**Provided information**.
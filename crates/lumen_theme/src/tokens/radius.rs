//! Border radius tokens

use serde::{Deserialize, Serialize};

#[derive(Clone, Copy, Debug, Hash, Eq, PartialEq)]
pub enum RadiusToken {
    None,
    Sm,
    Md,
    Lg,
    Xl,
    Full,
}

impl RadiusToken {
    pub fn key(self) -> &'static str {
        match self {
            Self::None => "none",
            Self::Sm => "sm",
            Self::Md => "md",
            Self::Lg => "lg",
            Self::Xl => "xl",
            Self::Full => "full",
        }
    }
}

/// Border radii in px
#[derive(Clone, Debug, PartialEq, Serialize, Deserialize)]
pub struct RadiusTokens {
    pub none: f32,
    pub sm: f32,
    pub md: f32,
    pub lg: f32,
    pub xl: f32,
    pub full: f32,
}

impl RadiusTokens {
    pub fn get(&self, token: RadiusToken) -> f32 {
        match token {
            RadiusToken::None => self.none,
            RadiusToken::Sm => self.sm,
            RadiusToken::Md => self.md,
            RadiusToken::Lg => self.lg,
            RadiusToken::Xl => self.xl,
            RadiusToken::Full => self.full,
        }
    }
}

impl Default for RadiusTokens {
    fn default() -> Self {
        Self {
            none: 0.0,
            sm: 2.0,
            md: 4.0,
            lg: 8.0,
            xl: 12.0,
            full: 9999.0,
        }
    }
}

**What this task involves**. Locate the word "Serialize" in the records above, and return each line that has it.

**Completed exercise**.
use serde::{Deserialize, Serialize};
#[derive(Clone, Debug, PartialEq, Serialize, Deserialize)]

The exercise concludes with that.